→ **TASK REQUIREMENTS**
Check each line of the records below for the word "argument" and copy those where it appears.

→ **DATA IN THIS EXERCISE**
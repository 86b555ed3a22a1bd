//! Template data context: what a template sees while it runs.
//!
//! Each page render gets one engine clone with functions bound to that
//! page; the page's templates and their nested `template()` calls all run
//! on it. Variables:
//!
//! | Variable | Meaning |
//! |----------|---------|
//! | `content` | output of the previous step (markup or inner template) |
//! | `page` | the current page: `path`, `target`, `source`, `meta` |
//! | `data` | only inside `template(...)` calls: the value passed by the caller |
//!
//! Functions:
//!
//! ```text
//! {{ template(path="nav.template", data=page.meta) }}  run another template
//! {{ sitemap(pattern="blog/*") }}                      <ul> of matching pages
//! {% for p in tagged_pages(pattern="rust") %}          pages with a matching tag
//! <a href="{{ rel_path(target="css/site.css") }}">     link relative to this page
//! ```
//!
//! Relative `template()` paths resolve against the *page's* source
//! directory, not the calling template's, so a shared layout can pull in
//! page-local fragments. Patterns are shell globs; an invalid pattern fails
//! the render of the current page.

use crate::page::Page;
use crate::paths::{self, PathResolutionError};
use crate::site::Site;
use std::collections::HashMap;
use std::sync::atomic::{AtomicUsize, Ordering};
use std::sync::{Arc, Weak};
use tera::{Tera, Value};
use thiserror::Error;

/// Maximum nesting of `template()` calls before giving up.
pub const MAX_DEPTH: usize = 32;

#[derive(Error, Debug)]
pub enum TemplateError {
    #[error(transparent)]
    PathResolution(#[from] PathResolutionError),
    #[error("Template not found: {0}")]
    NotFound(String),
    #[error("Invalid pattern {pattern:?}: {source}")]
    Pattern {
        pattern: String,
        source: glob::PatternError,
    },
    #[error("Template calls nested deeper than {MAX_DEPTH} levels at {0}")]
    TooDeep(String),
    #[error("Failed to render {key}: {}", error_chain(.error))]
    Render { key: String, error: tera::Error },
}

/// Flatten an error and its sources into one line.
///
/// Tera reports the interesting part (the failing function, the bad
/// pattern) several levels down the source chain.
pub fn error_chain(err: &(dyn std::error::Error + 'static)) -> String {
    let mut parts = vec![err.to_string()];
    let mut source = err.source();
    while let Some(err) = source {
        parts.push(err.to_string());
        source = err.source();
    }
    parts.join(": ")
}

fn compile(pattern: &str) -> Result<glob::Pattern, TemplateError> {
    glob::Pattern::new(pattern).map_err(|source| TemplateError::Pattern {
        pattern: pattern.to_string(),
        source,
    })
}

fn str_arg<'a>(
    args: &'a HashMap<String, Value>,
    function: &str,
    name: &str,
) -> tera::Result<Option<&'a str>> {
    match args.get(name) {
        None | Some(Value::Null) => Ok(None),
        Some(Value::String(s)) => Ok(Some(s)),
        Some(other) => Err(tera::Error::msg(format!(
            "{function}(): argument `{name}` must be a string, got {other}"
        ))),
    }
}

fn call_failed(function: &str, err: TemplateError) -> tera::Error {
    tera::Error::chain(format!("{function}() failed"), err)
}

/// Escape a value for a double-quoted HTML attribute.
///
/// Unlike [`tera::escape_html`] this leaves `/` alone, so relative links stay
/// readable.
fn escape_attribute(value: &str) -> String {
    value
        .replace('&', "&amp;")
        .replace('"', "&quot;")
        .replace('<', "&lt;")
        .replace('>', "&gt;")
}

/// State shared by the functions registered on a page's engine.
///
/// Holds the engine weakly: the engine owns the functions, and the functions
/// own this.
#[derive(Clone)]
struct Binding {
    site: Arc<Site>,
    page: usize,
    engine: Weak<Tera>,
    /// Current `template()` nesting level for this page.
    depth: Arc<AtomicUsize>,
}

impl Binding {
    fn page(&self) -> &Page {
        &self.site.pages[self.page]
    }

    fn execute(&self, key: &str, context: &tera::Context) -> Result<String, TemplateError> {
        if !self.site.registry.contains(key) {
            return Err(TemplateError::NotFound(key.to_string()));
        }
        let render_error = |error| TemplateError::Render {
            key: key.to_string(),
            error,
        };
        let engine = self
            .engine
            .upgrade()
            .ok_or_else(|| render_error(tera::Error::msg("template engine released")))?;
        engine.render(key, context).map_err(render_error)
    }

    fn invoke(&self, reference: &str, data: Value) -> Result<String, TemplateError> {
        let key = self.site.template_key(self.page(), reference)?;

        let level = self.depth.fetch_add(1, Ordering::Relaxed);
        let result = if level >= MAX_DEPTH {
            Err(TemplateError::TooDeep(key))
        } else {
            let mut context = tera::Context::new();
            context.insert("page", &self.page().view());
            context.insert("data", &data);
            self.execute(&key, &context)
        };
        self.depth.fetch_sub(1, Ordering::Relaxed);
        result
    }

    fn register_functions(&self, engine: &mut Tera) {
        let binding = self.clone();
        engine.register_function("template", move |args: &HashMap<String, Value>| {
            let path = str_arg(args, "template", "path")?
                .ok_or_else(|| tera::Error::msg("template(): missing argument `path`"))?;
            let value = args.get("data").cloned().unwrap_or(Value::Null);
            binding
                .invoke(path, value)
                .map(Value::String)
                .map_err(|e| call_failed("template", e))
        });

        let binding = self.clone();
        engine.register_function("sitemap", move |args: &HashMap<String, Value>| {
            let pattern = str_arg(args, "sitemap", "pattern")?.unwrap_or_default();
            binding
                .sitemap(pattern)
                .map(Value::String)
                .map_err(|e| call_failed("sitemap", e))
        });

        let binding = self.clone();
        engine.register_function("tagged_pages", move |args: &HashMap<String, Value>| {
            let pattern = str_arg(args, "tagged_pages", "pattern")?.unwrap_or_default();
            let pages = binding
                .tagged_pages(pattern)
                .map_err(|e| call_failed("tagged_pages", e))?;
            Ok(tera::to_value(
                pages.iter().map(|p| p.view()).collect::<Vec<_>>(),
            )?)
        });

        let binding = self.clone();
        engine.register_function("rel_path", move |args: &HashMap<String, Value>| {
            let target = str_arg(args, "rel_path", "target")?
                .ok_or_else(|| tera::Error::msg("rel_path(): missing argument `target`"))?;
            Ok(Value::String(binding.rel_path(target)))
        });
    }

    fn sitemap(&self, pattern: &str) -> Result<String, TemplateError> {
        let matcher = if pattern.is_empty() {
            None
        } else {
            Some(compile(pattern)?)
        };
        let current = &self.page().public;

        let mut html = String::from("\n<ul class=\"sitemap\">\n");
        for index in self.site.sitemap_order() {
            let page = &self.site.pages[index];
            if matcher
                .as_ref()
                .is_some_and(|m| !m.matches_with(&page.public, paths::SHELL_GLOB))
            {
                continue;
            }
            let class = if &page.public == current {
                " class=\"active\""
            } else {
                ""
            };
            html.push_str(&format!(
                "<li><a{class} href=\"{}\">{}</a></li>\n",
                escape_attribute(&self.rel_path(&page.target)),
                tera::escape_html(&page.meta.title),
            ));
        }
        html.push_str("</ul>\n");
        Ok(html)
    }

    fn tagged_pages(&self, pattern: &str) -> Result<Vec<&Page>, TemplateError> {
        if pattern.is_empty() {
            return Ok(Vec::new());
        }
        let matcher = compile(pattern)?;
        Ok(self
            .site
            .pages
            .iter()
            .filter(|p| {
                p.meta
                    .tags
                    .iter()
                    .any(|tag| matcher.matches_with(tag, paths::SHELL_GLOB))
            })
            .collect())
    }

    fn rel_path(&self, target: &str) -> String {
        let base = self.page().target_dir();
        paths::site_relative(base, target)
            .unwrap_or_else(|| format!("rel_path: cannot make {target:?} relative to {base:?}"))
    }
}

/// The page-bound context templates run in.
///
/// Created once per page render. It holds one engine with the page's
/// functions registered, shared by the page's templates and every nested
/// `template()` call. The [`Site`] is only read.
pub struct TemplateData {
    engine: Arc<Tera>,
    binding: Binding,
}

impl TemplateData {
    pub fn new(site: Arc<Site>, page: usize) -> Self {
        let depth = Arc::new(AtomicUsize::new(0));
        let engine = Arc::new_cyclic(|weak| {
            let mut engine = site.registry.engine().clone();
            Binding {
                site: Arc::clone(&site),
                page,
                engine: weak.clone(),
                depth: Arc::clone(&depth),
            }
            .register_functions(&mut engine);
            engine
        });
        let binding = Binding {
            site,
            page,
            engine: Arc::downgrade(&engine),
            depth,
        };
        Self { engine, binding }
    }

    pub fn page(&self) -> &Page {
        self.binding.page()
    }

    /// Run `key` as a page template over `content`.
    pub fn render(&self, key: &str, content: &str) -> Result<String, TemplateError> {
        let mut context = tera::Context::new();
        context.insert("content", content);
        context.insert("page", &self.page().view());
        self.binding.execute(key, &context)
    }

    /// Run the template at `reference` with caller-provided `data`.
    pub fn invoke(&self, reference: &str, data: Value) -> Result<String, TemplateError> {
        self.binding.invoke(reference, data)
    }

    /// HTML list of pages whose public path matches `pattern` (all if empty).
    pub fn sitemap(&self, pattern: &str) -> Result<String, TemplateError> {
        self.binding.sitemap(pattern)
    }

    /// Pages with at least one tag matching `pattern`, in scan order.
    ///
    /// An empty pattern matches nothing.
    pub fn tagged_pages(&self, pattern: &str) -> Result<Vec<&Page>, TemplateError> {
        self.binding.tagged_pages(pattern)
    }

    /// `target` (a site-rooted output path) relative to this page's directory.
    ///
    /// Returns a diagnostic string instead of failing, since the result is
    /// spliced straight into template output.
    pub fn rel_path(&self, target: &str) -> String {
        self.binding.rel_path(target)
    }

    /// Strong handles to this page's engine.
    #[cfg(test)]
    fn engine_handles(&self) -> usize {
        Arc::strong_count(&self.engine)
    }
}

→ **OUTPUT OF THE TASK**
            "{function}(): argument `{name}` must be a string, got {other}"
                .ok_or_else(|| tera::Error::msg("template(): missing argument `path`"))?;
                .ok_or_else(|| tera::Error::msg("rel_path(): missing argument `target`"))?;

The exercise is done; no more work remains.